*EXERCISE PROMPT*: Where a line of the data below has the string "zeros", copy that line.
(RECORDS SUPPLIED begins)
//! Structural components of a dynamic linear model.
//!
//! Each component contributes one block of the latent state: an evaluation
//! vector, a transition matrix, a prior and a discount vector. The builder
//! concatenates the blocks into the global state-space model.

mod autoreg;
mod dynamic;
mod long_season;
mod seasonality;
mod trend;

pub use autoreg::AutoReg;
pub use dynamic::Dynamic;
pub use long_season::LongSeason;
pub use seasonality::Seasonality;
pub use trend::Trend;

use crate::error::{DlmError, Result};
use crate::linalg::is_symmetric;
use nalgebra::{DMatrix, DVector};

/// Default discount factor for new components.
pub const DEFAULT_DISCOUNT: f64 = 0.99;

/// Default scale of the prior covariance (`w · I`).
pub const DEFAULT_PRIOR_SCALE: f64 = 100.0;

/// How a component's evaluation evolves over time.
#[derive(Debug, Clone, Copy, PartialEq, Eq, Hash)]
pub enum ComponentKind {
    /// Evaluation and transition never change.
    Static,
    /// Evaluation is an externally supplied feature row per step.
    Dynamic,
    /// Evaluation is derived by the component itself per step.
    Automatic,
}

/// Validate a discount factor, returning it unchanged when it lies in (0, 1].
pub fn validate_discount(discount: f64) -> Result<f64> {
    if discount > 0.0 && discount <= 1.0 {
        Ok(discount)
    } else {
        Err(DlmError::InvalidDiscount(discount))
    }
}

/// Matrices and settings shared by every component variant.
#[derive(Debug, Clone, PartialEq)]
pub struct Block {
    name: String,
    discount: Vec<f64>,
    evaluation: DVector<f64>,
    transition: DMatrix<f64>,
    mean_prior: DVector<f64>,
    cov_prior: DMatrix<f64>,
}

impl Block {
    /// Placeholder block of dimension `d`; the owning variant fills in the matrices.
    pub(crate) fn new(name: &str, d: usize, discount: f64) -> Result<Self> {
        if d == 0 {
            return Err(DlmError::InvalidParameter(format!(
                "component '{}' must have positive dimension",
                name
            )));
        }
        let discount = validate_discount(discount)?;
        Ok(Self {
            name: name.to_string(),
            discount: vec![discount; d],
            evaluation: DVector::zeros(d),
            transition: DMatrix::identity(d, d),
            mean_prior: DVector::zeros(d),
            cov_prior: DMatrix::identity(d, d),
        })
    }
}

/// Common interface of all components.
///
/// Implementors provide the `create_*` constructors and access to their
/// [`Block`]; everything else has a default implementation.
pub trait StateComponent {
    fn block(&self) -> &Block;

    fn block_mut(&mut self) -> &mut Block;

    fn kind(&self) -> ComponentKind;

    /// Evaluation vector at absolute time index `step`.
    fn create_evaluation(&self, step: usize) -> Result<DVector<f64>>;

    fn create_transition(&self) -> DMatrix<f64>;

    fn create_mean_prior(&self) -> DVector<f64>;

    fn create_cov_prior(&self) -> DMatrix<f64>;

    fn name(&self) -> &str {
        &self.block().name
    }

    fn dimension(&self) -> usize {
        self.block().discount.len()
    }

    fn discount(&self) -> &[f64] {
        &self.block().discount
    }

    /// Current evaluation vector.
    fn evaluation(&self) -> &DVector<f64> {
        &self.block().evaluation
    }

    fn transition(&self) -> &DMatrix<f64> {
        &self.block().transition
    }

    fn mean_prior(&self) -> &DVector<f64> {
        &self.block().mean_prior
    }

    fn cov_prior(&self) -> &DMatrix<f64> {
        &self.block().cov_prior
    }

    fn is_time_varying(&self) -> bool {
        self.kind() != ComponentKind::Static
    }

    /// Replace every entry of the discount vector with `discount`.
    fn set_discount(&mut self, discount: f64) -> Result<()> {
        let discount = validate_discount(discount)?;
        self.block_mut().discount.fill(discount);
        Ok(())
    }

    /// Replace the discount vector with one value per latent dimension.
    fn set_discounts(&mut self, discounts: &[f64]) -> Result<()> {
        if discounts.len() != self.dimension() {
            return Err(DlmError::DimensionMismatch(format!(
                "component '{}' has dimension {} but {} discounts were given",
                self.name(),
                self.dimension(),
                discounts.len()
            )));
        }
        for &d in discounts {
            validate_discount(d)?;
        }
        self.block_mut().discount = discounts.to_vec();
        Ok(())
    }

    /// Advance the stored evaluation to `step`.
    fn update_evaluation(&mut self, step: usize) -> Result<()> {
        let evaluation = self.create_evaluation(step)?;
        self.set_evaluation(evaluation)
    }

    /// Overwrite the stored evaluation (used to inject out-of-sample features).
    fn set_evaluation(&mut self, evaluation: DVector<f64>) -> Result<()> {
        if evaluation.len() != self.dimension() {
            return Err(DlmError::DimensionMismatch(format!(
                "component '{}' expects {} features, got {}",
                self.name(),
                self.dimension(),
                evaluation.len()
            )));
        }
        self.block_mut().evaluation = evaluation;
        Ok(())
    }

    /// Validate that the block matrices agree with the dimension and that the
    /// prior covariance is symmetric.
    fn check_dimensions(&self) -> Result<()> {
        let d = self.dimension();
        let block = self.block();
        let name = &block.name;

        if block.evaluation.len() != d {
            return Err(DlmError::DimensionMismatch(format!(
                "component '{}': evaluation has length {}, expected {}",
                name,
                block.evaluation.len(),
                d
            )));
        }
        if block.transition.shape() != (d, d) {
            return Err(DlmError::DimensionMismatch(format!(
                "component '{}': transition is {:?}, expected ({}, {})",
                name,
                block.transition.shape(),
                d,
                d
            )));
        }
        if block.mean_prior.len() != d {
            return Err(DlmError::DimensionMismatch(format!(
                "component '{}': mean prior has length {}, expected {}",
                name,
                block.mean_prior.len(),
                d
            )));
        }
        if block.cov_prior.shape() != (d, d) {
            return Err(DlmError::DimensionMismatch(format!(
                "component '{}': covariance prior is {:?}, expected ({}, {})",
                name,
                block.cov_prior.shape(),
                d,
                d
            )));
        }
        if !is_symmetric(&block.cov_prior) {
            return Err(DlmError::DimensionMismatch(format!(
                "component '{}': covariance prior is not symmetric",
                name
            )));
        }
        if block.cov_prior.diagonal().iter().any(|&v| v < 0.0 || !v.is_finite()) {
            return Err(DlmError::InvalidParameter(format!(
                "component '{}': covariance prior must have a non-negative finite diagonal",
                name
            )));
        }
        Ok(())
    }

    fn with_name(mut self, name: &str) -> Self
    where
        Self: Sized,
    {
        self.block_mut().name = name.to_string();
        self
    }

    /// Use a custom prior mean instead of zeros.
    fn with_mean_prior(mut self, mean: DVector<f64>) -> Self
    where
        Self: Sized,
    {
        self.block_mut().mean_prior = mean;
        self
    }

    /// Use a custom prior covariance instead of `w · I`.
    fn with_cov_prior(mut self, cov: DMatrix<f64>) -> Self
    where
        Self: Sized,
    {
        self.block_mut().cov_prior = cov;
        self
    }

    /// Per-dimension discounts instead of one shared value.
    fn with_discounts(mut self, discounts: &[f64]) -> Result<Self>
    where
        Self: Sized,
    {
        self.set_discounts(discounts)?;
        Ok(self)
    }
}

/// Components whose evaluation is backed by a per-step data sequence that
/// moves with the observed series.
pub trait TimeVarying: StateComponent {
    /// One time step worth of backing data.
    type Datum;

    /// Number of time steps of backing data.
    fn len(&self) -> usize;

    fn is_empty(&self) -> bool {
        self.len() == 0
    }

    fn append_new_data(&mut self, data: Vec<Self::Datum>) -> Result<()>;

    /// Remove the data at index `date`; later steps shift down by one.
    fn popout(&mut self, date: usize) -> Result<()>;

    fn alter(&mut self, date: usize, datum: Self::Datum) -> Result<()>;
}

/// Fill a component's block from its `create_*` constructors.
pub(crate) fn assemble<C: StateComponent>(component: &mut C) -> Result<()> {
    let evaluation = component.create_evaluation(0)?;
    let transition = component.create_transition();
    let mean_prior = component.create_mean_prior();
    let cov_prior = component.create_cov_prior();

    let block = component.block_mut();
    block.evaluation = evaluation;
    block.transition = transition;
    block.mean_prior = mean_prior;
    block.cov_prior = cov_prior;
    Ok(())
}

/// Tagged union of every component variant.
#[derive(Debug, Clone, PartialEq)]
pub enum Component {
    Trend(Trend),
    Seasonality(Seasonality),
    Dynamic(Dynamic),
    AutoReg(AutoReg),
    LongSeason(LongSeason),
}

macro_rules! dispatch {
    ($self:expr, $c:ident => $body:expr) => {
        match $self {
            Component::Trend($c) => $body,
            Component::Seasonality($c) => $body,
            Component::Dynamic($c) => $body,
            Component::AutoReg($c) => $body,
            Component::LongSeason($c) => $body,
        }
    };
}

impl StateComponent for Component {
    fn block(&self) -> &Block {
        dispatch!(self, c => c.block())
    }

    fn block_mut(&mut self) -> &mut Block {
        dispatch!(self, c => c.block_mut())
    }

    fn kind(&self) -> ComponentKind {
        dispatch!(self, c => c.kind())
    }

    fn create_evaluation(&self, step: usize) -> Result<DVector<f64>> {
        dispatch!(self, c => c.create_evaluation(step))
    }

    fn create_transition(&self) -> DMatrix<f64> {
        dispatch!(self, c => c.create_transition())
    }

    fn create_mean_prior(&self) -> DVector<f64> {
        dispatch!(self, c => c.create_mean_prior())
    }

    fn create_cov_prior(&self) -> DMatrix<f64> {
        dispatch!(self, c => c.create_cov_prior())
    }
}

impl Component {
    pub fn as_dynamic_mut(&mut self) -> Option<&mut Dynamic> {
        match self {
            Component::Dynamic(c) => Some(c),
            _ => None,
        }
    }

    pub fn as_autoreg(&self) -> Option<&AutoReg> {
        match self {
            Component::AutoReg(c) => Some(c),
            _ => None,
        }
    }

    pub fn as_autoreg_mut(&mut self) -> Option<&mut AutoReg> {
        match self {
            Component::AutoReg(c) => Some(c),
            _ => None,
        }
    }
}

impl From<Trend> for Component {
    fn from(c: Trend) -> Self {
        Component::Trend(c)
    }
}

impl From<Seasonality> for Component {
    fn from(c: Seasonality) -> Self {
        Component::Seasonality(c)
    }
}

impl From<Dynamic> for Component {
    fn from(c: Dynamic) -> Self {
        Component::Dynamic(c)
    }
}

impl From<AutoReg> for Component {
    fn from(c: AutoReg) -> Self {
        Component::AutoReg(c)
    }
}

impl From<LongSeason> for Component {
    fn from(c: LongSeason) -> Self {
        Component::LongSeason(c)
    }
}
(RECORDS SUPPLIED ends)
(RECORDS SUPPLIED begins)
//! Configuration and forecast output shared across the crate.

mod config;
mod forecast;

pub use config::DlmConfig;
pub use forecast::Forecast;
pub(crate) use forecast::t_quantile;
(RECORDS SUPPLIED ends)
*EXERCISE OUTPUT*:
            evaluation: DVector::zeros(d),
            mean_prior: DVector::zeros(d),
    /// Use a custom prior mean instead of zeros.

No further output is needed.